Чемодан был открыт. Надя стала извлекать из него подарки для родных. Она вынула два кожаных портфеля.

— Это вам, ребята, — сказала она мальчикам. — Внутри каждого из них разные карандаши, ручки и тетрадки и другие письменные принадлежности.

У ребят радостно заискрились глаза. Поблагодарив тетку, они побежали в горницу рассматривать подарки.

— А это, мамочка, тебе, — сунула Надя матери отрез кашемировой ткани на платье. Второй кусок яркого оранжевого шелка она передала невестке. — А это, Луша, тебе.

Лукерья вспыхнула от удовольствия.

— Папочка, а это тебе, — положила Надя перед отцом на столе серебряные часы на цепочке.

— Ой, господи! — расчувствовался старик. — Сроду в жизни не носил часов. А теперича, видно, надобно будет носить. Спасет вас Христос, дорогие, за подарочек…

В комнату вошел Захар, управившийся с лошадьми.

— А тебе, Захарушка, придумывали-придумывали, что купить. Да вот я и надумала… Смотри! — вытащила она из чемодана никелированный прибор для бритья и бритву. — Тут, братец, все есть: вот пудреница с пудрой, это мыльный порошок, а это одеколон…

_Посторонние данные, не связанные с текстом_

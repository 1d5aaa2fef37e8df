//! Batch orchestration.
//!
//! One invocation handles one batch:
//!
//! 1. decode and normalize every record (failures are isolated per record),
//! 2. issue the resulting mutations concurrently and collect every outcome,
//! 3. fold successful results into call state inside one [`StateStore`] scope,
//!    flush aggregates of changed calls, and persist when the window closes.

use std::collections::BTreeSet;
use std::sync::Arc;

use futures::future::{BoxFuture, join_all};
use serde::{Deserialize, Serialize};
use serde_json::Value;
use time::OffsetDateTime;
use tracing::{debug, error, info, warn};

use super::records::decode_record;
use crate::core::assist::{AgentAssistDispatcher, assist_segment, should_dispatch};
use crate::core::events::{
    CallLifecycleEvent, CanonicalTranscriptEvent, Channel, EventNormalizer, LifecycleAction,
    NormalizedEvent,
};
use crate::core::mutation::{Mutation, MutationGateway};
use crate::core::sentiment::SentimentEnricher;
use crate::core::state::{
    AggregatorConfig, BatchExitReport, CallState, StateStore, WindowFlags,
};
use crate::errors::ProcessorResult;

const AGENT_ASSIST_OPERATION: &str = "agentAssist";
const NORMALIZE_OPERATION: &str = "normalize";

// =============================================================================
// Input / Output
// =============================================================================

/// One invocation's input.
#[derive(Debug, Clone, Default, Deserialize)]
pub struct BatchInput {
    #[serde(rename = "Records", default)]
    pub records: Vec<Value>,
    /// State carried over from the previous invocation of the window.
    #[serde(default)]
    pub state: Option<CallState>,
    #[serde(rename = "isFinalInvokeForWindow", default)]
    pub is_final_invoke_for_window: bool,
    #[serde(rename = "isWindowTerminatedEarly", default)]
    pub is_window_terminated_early: bool,
}

impl BatchInput {
    pub fn window_flags(&self) -> WindowFlags {
        WindowFlags {
            is_final_invoke_for_window: self.is_final_invoke_for_window,
            is_window_terminated_early: self.is_window_terminated_early,
        }
    }
}

/// A failed record, mutation or dispatch.
#[derive(Debug, Clone, PartialEq, Serialize)]
#[serde(rename_all = "camelCase")]
pub struct BatchError {
    /// Identifier of the originating record, absent for aggregation flushes.
    #[serde(skip_serializing_if = "Option::is_none")]
    pub item_identifier: Option<String>,
    #[serde(skip_serializing_if = "Option::is_none")]
    pub call_id: Option<String>,
    pub operation: String,
    pub error_type: String,
    pub message: String,
}

#[derive(Debug, Clone, Default, PartialEq, Serialize)]
pub struct BatchResults {
    pub successes: Vec<Value>,
    pub errors: Vec<BatchError>,
}

#[derive(Debug, Clone, PartialEq, Eq, Serialize)]
pub struct BatchItemFailure {
    #[serde(rename = "itemIdentifier")]
    pub item_identifier: String,
}

/// One invocation's output.
#[derive(Debug, Clone, Serialize)]
pub struct BatchOutput {
    pub results: BatchResults,
    /// Full state, to be handed back as the next invocation's `state`.
    pub state: CallState,
    #[serde(rename = "batchItemFailures")]
    pub batch_item_failures: Vec<BatchItemFailure>,
    /// Restore or persist failed; `state` may be stale.
    #[serde(rename = "stateError")]
    pub state_error: bool,
    #[serde(skip)]
    pub report: BatchExitReport,
}
impl EventNormalizer {
    pub fn new(config: NormalizerConfig) -> Self {
        Self {
            accumulator: PartialAccumulator::new(
                config.partial_cache_capacity,
                config.partial_cache_ttl,
            ),
            config,
        }
    }

    pub fn accumulator(&self) -> &PartialAccumulator {
        &self.accumulator
    }

    /// Normalize one raw decoded record.
    ///
    /// An unrecognized shape is logged and yields an empty list. A recognized
    /// shape missing `CallId` or `Transcript` fails with `MalformedEvent`.
    pub fn normalize(&self, raw: Value, now: OffsetDateTime) -> ProcessorResult<Vec<NormalizedEvent>> {
        let Some(source) = SourceEvent::classify(raw)? else {
            warn!("Dropping event with no recognized shape marker");
            return Ok(Vec::new());
        };
        debug!(shape = source.shape(), "Normalizing event");

        match source {
            SourceEvent::Utterance(envelope) => self.from_utterance(envelope, now),
            SourceEvent::Transcript(envelope) => self.from_transcript_event(envelope, now),
            SourceEvent::ContactSegments(envelope) => self.from_contact_segments(envelope, now),
            SourceEvent::Custom(event) => self.from_custom(event, now),
            SourceEvent::Lifecycle(envelope) => self.from_lifecycle(envelope, now),
        }
    }

    fn stamp(&self, created_at: Option<&str>, now: OffsetDateTime) -> Stamp {
        Stamp {
            created_at: created_at
                .map(normalize_timestamp)
                .unwrap_or_else(|| format_timestamp(now)),
            expires_after: epoch_seconds(now)
                + i64::from(self.config.segment_expiration_days) * SECONDS_PER_DAY,
        }
    }

    // =========================================================================
    // Utterance shape
    // =========================================================================

    fn from_utterance(
        &self,
        envelope: UtteranceEnvelope,
        now: OffsetDateTime,
    ) -> ProcessorResult<Vec<NormalizedEvent>> {
        let call_id = require_call_id(envelope.call_id)?;
        let stamp = self.stamp(envelope.created_at.as_deref(), now);
        let utterance = envelope.utterance_event;
        let transcript = require_transcript(utterance.transcript, &call_id)?;
        let segment_id = utterance.utterance_id.unwrap_or_else(new_segment_id);
        let is_partial = utterance.is_partial.unwrap_or(false);

        let Some(transcript) = self.track(&call_id, &segment_id, transcript, is_partial) else {
            return Ok(Vec::new());
        };

        let event = CanonicalTranscriptEvent {
            call_id,
            channel: Channel::from_participant_role(utterance.participant_role.as_deref()),
            segment_id,
            start_time: millis_to_seconds(utterance.begin_offset_millis),
            end_time: millis_to_seconds(utterance.end_offset_millis),
            transcript,
            is_partial,
            sentiment: utterance.sentiment.as_deref().and_then(SentimentLabel::parse),
            sentiment_score: None,
            sentiment_weighted: None,
            issues_detected: utterance.issues_detected,
            created_at: stamp.created_at,
            expires_after: stamp.expires_after,
            status: TRANSCRIBING_STATUS.to_string(),
        };
        Ok(with_issue_segments(event))
    }

    // =========================================================================
    // Standard transcript shape
    // =========================================================================

    fn from_transcript_event(
        &self,
        envelope: TranscriptEnvelope,
        now: OffsetDateTime,
    ) -> ProcessorResult<Vec<NormalizedEvent>> {
        let call_id = require_call_id(envelope.call_id)?;
        let stamp = self.stamp(envelope.created_at.as_deref(), now);

        let mut events = Vec::new();
        for result in envelope.transcript_event.results() {
            let Some(text) = result.best_transcript() else {
                return Err(ProcessorError::MalformedEvent(format!(
                    "transcript result without alternatives for call {call_id}"
                )));
            };
            let segment_id = result.result_id.clone().unwrap_or_else(new_segment_id);
            let is_partial = !result.is_final();
            let Some(transcript) = self.track(&call_id, &segment_id, text.to_string(), is_partial)
            else {
                continue;
            };

            events.push(NormalizedEvent::Transcript(CanonicalTranscriptEvent {
                call_id: call_id.clone(),
                channel: transcript_channel(envelope.channel.as_deref(), result),
                segment_id,
                start_time: result.start_time.unwrap_or(0.0),
                end_time: result.end_time.unwrap_or(0.0),
                transcript,
                is_partial,
                sentiment: None,
                sentiment_score: None,
                sentiment_weighted: None,
                issues_detected: None,
                created_at: stamp.created_at.clone(),
                expires_after: stamp.expires_after,
                status: TRANSCRIBING_STATUS.to_string(),
            }));
        }
        Ok(events)
    }

    // =========================================================================
    // Contact segment shape
    // =========================================================================

    fn from_contact_segments(
        &self,
        envelope: ContactSegmentsEnvelope,
        now: OffsetDateTime,
    ) -> ProcessorResult<Vec<NormalizedEvent>> {
        let call_id = require_call_id(envelope.contact_id)?;
        let stamp = self.stamp(envelope.created_at.as_deref(), now);

        let mut events = Vec::new();
        for segment in envelope.segments {
            if let Some(utterance) = segment.utterance {
                events.extend(self.contact_utterance(&call_id, &stamp, utterance));
            }
            if let Some(transcript) = segment.transcript {
                events.extend(self.contact_transcript(&call_id, &stamp, transcript)?);
            }
            if let Some(categories) = segment.categories {
                events.extend(contact_categories(&call_id, &stamp, categories));
            }
        }
        Ok(events)
    }

    fn contact_utterance(
        &self,
        call_id: &str,
        stamp: &Stamp,
        utterance: ContactUtterance,
    ) -> Option<NormalizedEvent> {
        let segment_id = utterance
            .transcript_id
            .or(utterance.id)
            .unwrap_or_else(new_segment_id);
        let delta = utterance.partial_content.unwrap_or_default();
        let Some(transcript) = self.accumulator.append(call_id, &segment_id, &delta) else {
            debug!(call_id, segment_id, "Dropping partial for finalized segment");
            return None;
        };

        Some(NormalizedEvent::Transcript(CanonicalTranscriptEvent {
            call_id: call_id.to_string(),
            channel: Channel::from_participant_role(utterance.participant_role.as_deref()),
            segment_id,
            start_time: millis_to_seconds(utterance.begin_offset_millis),
            end_time: millis_to_seconds(utterance.end_offset_millis),
            transcript,
            is_partial: true,
            sentiment: None,
            sentiment_score: None,
            sentiment_weighted: None,
            issues_detected: None,
            created_at: stamp.created_at.clone(),
            expires_after: stamp.expires_after,
            status: TRANSCRIBING_STATUS.to_string(),
        }))
    }

    fn contact_transcript(
        &self,
        call_id: &str,
        stamp: &Stamp,
        transcript: ContactTranscript,
    ) -> ProcessorResult<Vec<NormalizedEvent>> {
        let content = require_transcript(transcript.content, call_id)?;
        let segment_id = transcript.id.unwrap_or_else(new_segment_id);
        self.accumulator.finalize(call_id, &segment_id);

        let event = CanonicalTranscriptEvent {
            call_id: call_id.to_string(),
            channel: Channel::from_participant_role(transcript.participant_role.as_deref()),
            segment_id,
            start_time: millis_to_seconds(transcript.begin_offset_millis),
            end_time: millis_to_seconds(transcript.end_offset_millis),
            transcript: content,
            is_partial: false,
            sentiment: transcript.sentiment.as_deref().and_then(SentimentLabel::parse),
            sentiment_score: None,
            sentiment_weighted: None,
            issues_detected: transcript.issues_detected,
            created_at: stamp.created_at.clone(),
            expires_after: stamp.expires_after,
            status: TRANSCRIBING_STATUS.to_string(),
        };
        Ok(with_issue_segments(event))
    }

    // =========================================================================
    // Custom flat shape
    // =========================================================================

    fn from_custom(
        &self,
        event: CustomTranscriptEvent,
        now: OffsetDateTime,
    ) -> ProcessorResult<Vec<NormalizedEvent>> {
        let call_id = require_call_id(event.call_id)?;
        let stamp = self.stamp(event.created_at.as_deref(), now);
        let transcript = require_transcript(event.transcript, &call_id)?;
        let segment_id = event.segment_id.unwrap_or_else(new_segment_id);
        let is_partial = event.is_partial.unwrap_or(false);

        let Some(transcript) = self.track(&call_id, &segment_id, transcript, is_partial) else {
            return Ok(Vec::new());
        };

        let event = CanonicalTranscriptEvent {
            call_id,
            channel: Channel::from_label(event.channel.as_deref()),
            segment_id,
            start_time: event.start_time.unwrap_or(0.0),
            end_time: event.end_time.unwrap_or(0.0),
            transcript,
            is_partial,
            sentiment: event.sentiment.as_deref().and_then(SentimentLabel::parse),
            sentiment_score: None,
            sentiment_weighted: None,
            issues_detected: event.issues_detected,
            created_at: stamp.created_at,
            expires_after: stamp.expires_after,
            status: event
                .status
                .unwrap_or_else(|| TRANSCRIBING_STATUS.to_string()),
        };
        Ok(with_issue_segments(event))
    }

    // =========================================================================
    // Lifecycle events
    // =========================================================================

    fn from_lifecycle(
        &self,
        envelope: LifecycleEnvelope,
        now: OffsetDateTime,
    ) -> ProcessorResult<Vec<NormalizedEvent>> {
        let call_id = require_call_id(envelope.call_id)?;
        let stamp = self.stamp(envelope.created_at.as_deref(), now);

        let action = match envelope.event_type.as_str() {
            "START" => LifecycleAction::Start {
                customer_phone_number: envelope.customer_phone_number,
                system_phone_number: envelope.system_phone_number,
            },
            "END" => LifecycleAction::End,
            "UPDATE_STATUS" => LifecycleAction::UpdateStatus(require_field(
                envelope.status,
                "Status",
                &call_id,
            )?),
            "UPDATE_AGENT" => LifecycleAction::UpdateAgent(require_field(
                envelope.agent_id,
                "AgentId",
                &call_id,
            )?),
            "ADD_S3_RECORDING_URL" => LifecycleAction::UpdateRecordingUrl(require_field(
                envelope.recording_url,
                "RecordingUrl",
                &call_id,
            )?),
            other => {
                warn!(call_id, event_type = other, "Dropping unsupported lifecycle event");
                return Ok(Vec::new());
            }
        };

        Ok(vec![NormalizedEvent::Lifecycle(CallLifecycleEvent {
            call_id,
            action,
            created_at: stamp.created_at,
            expires_after: stamp.expires_after,
        })])
    }

    /// Run a full-text segment through the accumulator.
    ///
    /// Partials keep the longest text seen, finals clear the entry. Returns
    /// `None` for a partial that arrived after its final.
    fn track(
        &self,
        call_id: &str,
        segment_id: &str,
        transcript: String,
        is_partial: bool,
    ) -> Option<String> {
        if is_partial {
            let tracked = self.accumulator.replace(call_id, segment_id, &transcript);
            if tracked.is_none() {
                debug!(call_id, segment_id, "Dropping partial for finalized segment");
            }
            tracked
        } else {
            self.accumulator.finalize(call_id, segment_id);
            Some(transcript)
        }
    }
}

— Чего-о!.. Чего-о?.. — добродушно рассмеялся Василий Петрович. Деколон, гутаришь?.. Хе-хе!.. Вот, Захар, деколоном ты взбрызнешься да в катух пойдешь навоз чистить… Ха-ха! Так, парень, пожалуй, от деколонного духа-то и скотина разбежится… Ну, Надюшка, и учудила ж ты… Разве же духи-то подобают нашему землеробскому званию?..

— Папа, в праздничные дни после бритья хорошо одеколоном взбрызнуться.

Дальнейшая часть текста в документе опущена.